Here' another fine moment in the history of soaring political oratory.


"Oscar the Grouch has been friendlier to the Sesame Street characters than President Bush, who has chosen to make huge cuts to children's television programming," said Rep. Ed Markey, D-Mass.

Yep, it's time once again to re-fight the political battle over PBS funding. Some fights never get old, huh?

The article I linked above says that Bush's proposed budget could strip more than $150 million in federal funding from the CPB over the next two years. It's hard to gain an overall sense of perspective, though, because the article never tells us what the current level of federal funding is.

Well however much it is, it's that many dollars too many. Yeah, I guess that means I live in a garbage can too, along with our big ol' meany grouch president.

I'll admit that in a $2.7 trillion budget, public broadcasting funds amount to a piss in the ocean, but in a way, that's sort of the point. If we're going to balk at trimming some nickel-and-dime yuppie subsidy like public broadcasting, what hope do we possibly have of taming the really unruly political beasts in the budget?

Look, it's not 1970 anymore.

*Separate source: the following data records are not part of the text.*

//! Response Assembler — the `BuildingGraph` entry point.
//!
//! Each endpoint opens one read-only transaction, runs its traversals from
//! `crate::query`, and commits. Any failure on the way rolls back and comes
//! out as `Error::Unavailable`.

use tracing::{instrument, warn};

use crate::model::{Direction, Node};
use crate::query::{components, normalize, resolver, schema, volume, FieldSelector};
use crate::response::{
    BuildingDetail, BuildingResponse, ComponentInfo, LinkedOsmIds, MaterialVolume, Ping, Planning,
};
use crate::storage::{MemoryBackend, StorageBackend};
use crate::tx::{Transaction, TxMode};
use crate::{Error, Result};

/// The primary entry point. Owns the store handle; share it across request
/// tasks behind an `Arc` and call [`BuildingGraph::shutdown`] on exit.
pub struct BuildingGraph<B: StorageBackend> {
    backend: B,
}

impl<B: StorageBackend> BuildingGraph<B> {
    /// Create a handle over the given backend.
    pub fn with_backend(backend: B) -> Self {
        Self { backend }
    }

    /// Access the underlying backend (for advanced use).
    pub fn backend(&self) -> &B {
        &self.backend
    }

    /// Release the store.
    pub async fn shutdown(self) -> Result<()> {
        self.backend.shutdown().await
    }

    /// Liveness probe. Does not touch the store.
    pub fn ping(&self) -> Ping {
        Ping { status: "ok" }
    }

    async fn begin(&self) -> Result<B::Tx> {
        self.backend.begin_tx(TxMode::ReadOnly).await.map_err(Error::upstream)
    }

    /// Commit on success; on failure roll back and report `Unavailable`.
    async fn finish<T>(&self, tx: B::Tx, outcome: Result<T>) -> Result<T> {
        match outcome {
            Ok(value) => {
                self.backend.commit_tx(tx).await.map_err(Error::upstream)?;
                Ok(value)
            }
            Err(err) => {
                let tx_id = tx.id();
                if let Err(rollback) = self.backend.rollback_tx(tx).await {
                    warn!(%tx_id, error = %rollback, "rollback failed");
                }
                warn!(%tx_id, error = %err, "graph query failed");
                Err(Error::upstream(err))
            }
        }
    }

    /// `/linked_osm_ids`
    #[instrument(skip(self))]
    pub async fn linked_osm_ids(&self) -> Result<LinkedOsmIds> {
        let tx = self.begin().await?;
        let outcome = resolver::linked_osm_ids(&self.backend, &tx).await;
        self.finish(tx, outcome.map(|osm_ids| LinkedOsmIds { osm_ids })).await
    }

    /// `/building?osm_id=`
    #[instrument(skip(self))]
    pub async fn building(&self, osm_id: &str) -> Result<BuildingResponse> {
        let tx = self.begin().await?;
        let outcome = assemble_building(&self.backend, &tx, osm_id).await;
        self.finish(tx, outcome).await
    }

    /// `/component-info?name=&cat_fields=`
    #[instrument(skip(self))]
    pub async fn component_info(&self, name: &str, cat_fields: Option<&str>) -> Result<Vec<ComponentInfo>> {
        let selector = FieldSelector::parse(cat_fields);
        let tx = self.begin().await?;
        let outcome = components::lookup(&self.backend, &tx, name, &selector).await;
        self.finish(tx, outcome).await
    }

    /// `/material-volume-all`
    #[instrument(skip(self))]
    pub async fn material_volume_all(&self) -> Result<Vec<MaterialVolume>> {
        let tx = self.begin().await?;
        let outcome = volume::material_volumes(&self.backend, &tx, None).await;
        self.finish(tx, outcome).await
    }

    /// `/material-volume-building?building_id=`
    #[instrument(skip(self))]
    pub async fn material_volume_building(&self, building_id: &str) -> Result<Vec<MaterialVolume>> {
        let tx = self.begin().await?;
        let outcome = volume::material_volumes(&self.backend, &tx, Some(building_id)).await;
        self.finish(tx, outcome).await
    }
}

/// In-memory graph for testing and embedding.
impl BuildingGraph<MemoryBackend> {
    pub fn open_memory() -> Self {
        Self::with_backend(MemoryBackend::new())
    }
}

/// First node reached from `main` over `rel_type`, optionally label-filtered.
async fn first_neighbor<B: StorageBackend>(
    backend: &B,
    tx: &B::Tx,
    main: &Node,
    rel_type: &str,
    label: Option<&str>,
) -> Result<Option<Node>> {
    let found = backend.neighbors(tx, main.id, Direction::Outgoing, &[rel_type], label).await?;
    Ok(found.into_iter().next())
}

/// Compose the `/building` payload.
pub async fn assemble_building<B: StorageBackend>(
    backend: &B,
    tx: &B::Tx,
    osm_id: &str,
) -> Result<BuildingResponse> {
    let Some(resolution) = resolver::resolve(backend, tx, osm_id).await? else {
        return Ok(BuildingResponse::not_found());
    };
    let main = &resolution.main;
    if main.properties.is_empty() {
        return Ok(BuildingResponse::not_found());
    }

    let classification = normalize::classify(backend, tx, main).await?;
    let mut properties = main.properties.clone();
    classification.apply(&mut properties);

    let location = first_neighbor(backend, tx, main, schema::HAS_LOCATION, None)
        .await?
        .map(|loc| loc.properties)
        .unwrap_or_default();

    let planning = first_neighbor(backend, tx, main, schema::REGULATED_BY, Some(schema::PLANNING_DOCUMENT))
        .await?
        .as_ref()
        .map(Planning::from);

    let district = backend
        .neighbors(tx, main.id, Direction::Outgoing, &[schema::IN_DISTRICT], Some(schema::DISTRICT))
        .await?
        .iter()
        .find_map(|d| d.get(schema::NAME).and_then(|n| n.as_label()));

    let aggregate = components::aggregate(backend, tx, main).await?;

    Ok(BuildingResponse::Found(Box::new(BuildingDetail {
        found: true,
        properties,
        part_properties: resolution.part_properties().cloned(),
        location,
        planning,
        materials: aggregate.materials,
        components: aggregate.names,
        component_info: aggregate.info,
        district,
    })))
}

When I was born, there were basically three television channels... if you were lucky. If you lived in a rural area, you probably couldn't even get them. Nowadays, with the advent of cable TV and satellite radio, there are more channels than one can realistically keeps track of, including many which offer the same type of high-brow fare which supporters have always used to justify PBS in the past.

With 10 jillion TV channels already out there, do we really want to spend hard-earned federal tax monies in the face of rising deficits just to make it a jillion and one?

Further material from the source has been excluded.